Don't give up faggot. That just means you were another weak nu male.

Honestly, how often do SJW's even effect us. You can either look at something else or power walk to safety. If they defeated you then you are a cuck of cuck.

Please don't kill yourself OP, I wish I could say something to help with the pain but I can't. You have to figure this out yourself but suicide is the worst option.

Thanks Sup Forumsro Safe travels, let me know if there is anything cool on the other side. Here are some tits for your trip.

To the fags saying that he's a coward: shut the fuck up you pathetic pussies. He has the guts to do the very thing we're programmed against. He's going against nature and his own body telling him not to do it.

To OP: If you're not just an attention seeking faggot/misleading us then godspeed you magnificent bastard.
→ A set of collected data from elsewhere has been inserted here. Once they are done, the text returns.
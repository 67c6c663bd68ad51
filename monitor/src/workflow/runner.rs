use chrono::Local;
use watchcore::feed::{AlarmSink, Detection};
use watchcore::pipeline::{
    AlarmClock, EventLog, FrameAggregator, FrameVerdict, PersistenceEngine, SiteStatus,
};
use watchcore::prelude::MonitorConfig;
use watchcore::telemetry::{FrameRateMeter, MetricsRecorder};

/// Outcome of pushing one frame through the pipeline.
pub struct FrameReport {
    pub status: SiteStatus,
    pub verdict: FrameVerdict,
    pub fps: f32,
    pub alarm_fired: bool,
}

/// Drives one frame at a time through aggregate, persistence, event log
/// and alarm gate. Owns all cross-frame state; single writer, created at
/// startup and never externally reset.
pub struct Runner {
    aggregator: FrameAggregator,
    persistence: PersistenceEngine,
    event_log: EventLog,
    alarm: AlarmClock,
    fps: FrameRateMeter,
    metrics: MetricsRecorder,
    sink: Box<dyn AlarmSink + Send>,
}

impl Runner {
    pub fn new(config: &MonitorConfig, sink: Box<dyn AlarmSink + Send>) -> Self {
        Self {
            aggregator: FrameAggregator::new(config),
            persistence: PersistenceEngine::new(config.persistence_threshold),
            event_log: EventLog::new(),
            alarm: AlarmClock::new(config.beep_cooldown_secs),
            fps: FrameRateMeter::new(),
            metrics: MetricsRecorder::new(),
            sink,
        }
    }

    /// `now` is monotonic seconds since the loop started; it feeds the
    /// frame-rate meter and the alarm cooldown, never the wall-clock log.
    pub fn process_frame(&mut self, detections: &[Detection], now: f64) -> FrameReport {
        let fps = self.fps.tick(now);
        let verdict = self.aggregator.aggregate(detections);
        let status = self.persistence.observe(&verdict);

        let mut alarm_fired = false;
        if status == SiteStatus::Breach {
            self.event_log.log_if_new(Local::now(), &verdict.violations);
            if self.alarm.try_fire(now) {
                self.sink.trigger();
                self.metrics.record_alarm();
                alarm_fired = true;
            }
        }
        self.metrics.record_frame();

        FrameReport {
            status,
            verdict,
            fps,
            alarm_fired,
        }
    }

    pub fn status(&self) -> SiteStatus {
        self.persistence.status()
    }

    /// Event log lines, oldest first, for the dashboard sidebar.
    pub fn event_lines(&self) -> Vec<String> {
        self.event_log.entries().map(|e| e.message.clone()).collect()
    }

    pub fn event_count(&self) -> usize {
        self.event_log.len()
    }

    /// Returns (frames processed, alarms fired).
    pub fn metrics(&self) -> (usize, usize) {
        self.metrics.snapshot()
    }

    pub fn fps(&self) -> f32 {
        self.fps.current()
    }
}

#[cfg(test)]
mod tests {
    use super::*;
    use std::sync::atomic::{AtomicUsize, Ordering};
    use std::sync::Arc;
    use watchcore::feed::detection::BoundingBox;

    struct CountingSink(Arc<AtomicUsize>);

    impl AlarmSink for CountingSink {
        fn trigger(&self) {
            self.0.fetch_add(1, Ordering::SeqCst);
        }
    }

    fn runner_with_counter(threshold: u32, cooldown: f64) -> (Runner, Arc<AtomicUsize>) {
        let fired = Arc::new(AtomicUsize::new(0));
        let config = MonitorConfig {
            persistence_threshold: threshold,
            beep_cooldown_secs: cooldown,
            ..MonitorConfig::default()
        };
        let runner = Runner::new(&config, Box::new(CountingSink(fired.clone())));
        (runner, fired)
    }

    fn unsafe_frame() -> Vec<Detection> {
        vec![Detection::new("No-Helmet", 0.9, BoundingBox::default())]
    }

    #[test]
    fn six_unsafe_frames_breach_then_one_safe_frame_recovers() {
        let (mut runner, _) = runner_with_counter(5, 3.0);
        let mut statuses = Vec::new();
        for i in 0..6 {
            statuses.push(runner.process_frame(&unsafe_frame(), i as f64).status);
        }
        statuses.push(runner.process_frame(&[], 6.0).status);
        assert_eq!(
            statuses,
            vec![
                SiteStatus::Secure,
                SiteStatus::Secure,
                SiteStatus::Secure,
                SiteStatus::Secure,
                SiteStatus::Secure,
                SiteStatus::Breach,
                SiteStatus::Secure,
            ]
        );
    }

    #[test]
    fn alarm_fires_once_per_cooldown_window() {
        let (mut runner, fired) = runner_with_counter(0, 3.0);
        // every frame unsafe at 0.5s spacing, breach from the first frame
        for i in 0..8 {
            runner.process_frame(&unsafe_frame(), i as f64 * 0.5);
        }
        // fires at t=0.0 and t=3.0
        assert_eq!(fired.load(Ordering::SeqCst), 2);
        let (frames, alarms) = runner.metrics();
        assert_eq!(frames, 8);
        assert_eq!(alarms, 2);
    }

    #[test]
    fn secure_frames_never_touch_log_or_alarm() {
        let (mut runner, fired) = runner_with_counter(5, 3.0);
        for i in 0..20 {
            let report = runner.process_frame(&[], i as f64);
            assert!(!report.alarm_fired);
        }
        assert_eq!(runner.event_count(), 0);
        assert_eq!(fired.load(Ordering::SeqCst), 0);
    }

    #[test]
    fn sustained_breach_logs_one_deduplicated_line() {
        let (mut runner, _) = runner_with_counter(2, 100.0);
        for i in 0..30 {
            runner.process_frame(&unsafe_frame(), i as f64);
        }
        assert_eq!(runner.status(), SiteStatus::Breach);
        // same violation every frame collapses to a single entry
        assert_eq!(runner.event_count(), 1);
        assert!(runner.event_lines()[0].contains("VIOLATION: No-Helmet"));
    }
}
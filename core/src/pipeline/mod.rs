pub mod aggregate;
pub mod alarm;
pub mod classify;
pub mod event_log;
pub mod persistence;

pub use aggregate::{FrameAggregator, FrameVerdict, Violation};
pub use alarm::AlarmClock;
pub use classify::{Classifier, SafetyCategory};
pub use event_log::{EventLog, EventLogEntry};
pub use persistence::{PersistenceEngine, SiteStatus};
use std::sync::Mutex;

/// Process-lifetime counters read by the dashboard snapshot.
pub struct MetricsRecorder {
    inner: Mutex<Metrics>,
}

struct Metrics {
    frames_processed: usize,
    alarms_fired: usize,
}

impl MetricsRecorder {
    pub fn new() -> Self {
        Self {
            inner: Mutex::new(Metrics {
                frames_processed: 0,
                alarms_fired: 0,
            }),
        }
    }

    pub fn record_frame(&self) {
        if let Ok(mut metrics) = self.inner.lock() {
            metrics.frames_processed += 1;
        }
    }

    pub fn record_alarm(&self) {
        if let Ok(mut metrics) = self.inner.lock() {
            metrics.alarms_fired += 1;
        }
    }

    /// Returns (frames processed, alarms fired).
    pub fn snapshot(&self) -> (usize, usize) {
        if let Ok(metrics) = self.inner.lock() {
            (metrics.frames_processed, metrics.alarms_fired)
        } else {
            (0, 0)
        }
    }
}

impl Default for MetricsRecorder {
    fn default() -> Self {
        Self::new()
    }
}
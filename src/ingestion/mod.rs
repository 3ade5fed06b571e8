//! Workbook ingestion and validation.
//!
//! Most callers should use [`validate_workbook`] (from [`validator`]) which:
//!
//! - decodes the workbook bytes and reads the first sheet ([`workbook`])
//! - enforces the one-data-row contract and resolves column names case-insensitively
//!   ([`normalize`])
//! - coerces `seniority`, `years` and `availability` into typed values ([`fields`])
//! - optionally reports success/failure/alerts to an [`IntakeObserver`]

pub mod fields;
pub mod normalize;
pub mod observability;
pub mod validator;
pub mod workbook;

pub use observability::{
    CompositeObserver, FileObserver, IntakeContext, IntakeObserver, IntakeSeverity, IntakeStats,
    StdErrObserver,
};
pub use validator::{
    validate_row, validate_workbook, validate_workbook_from_path, validate_workbook_with,
    ValidatorOptions,
};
Have a wild ride.

I'll give you advice that helps me: hate everyone and everything. Hate your family for dragging you to social events, hate your sisters for being normies and looking down on you, hate the celebrities that appeal to the masses of fangirls like Tom Hiddleston.

Hate everything and everyone, hate them enough to keep living to spite them. Loving is hard to do, but you'll always have something to hate.

Op. Death by hanging isn't at all pleasant. Consider an exit bag, or you know, don't be a selfish fuck and live? Your b/rothers all know that feel. Think about offing myself everyday but your life isn't for you alone. Take the other anons advice and so some coke and hookers.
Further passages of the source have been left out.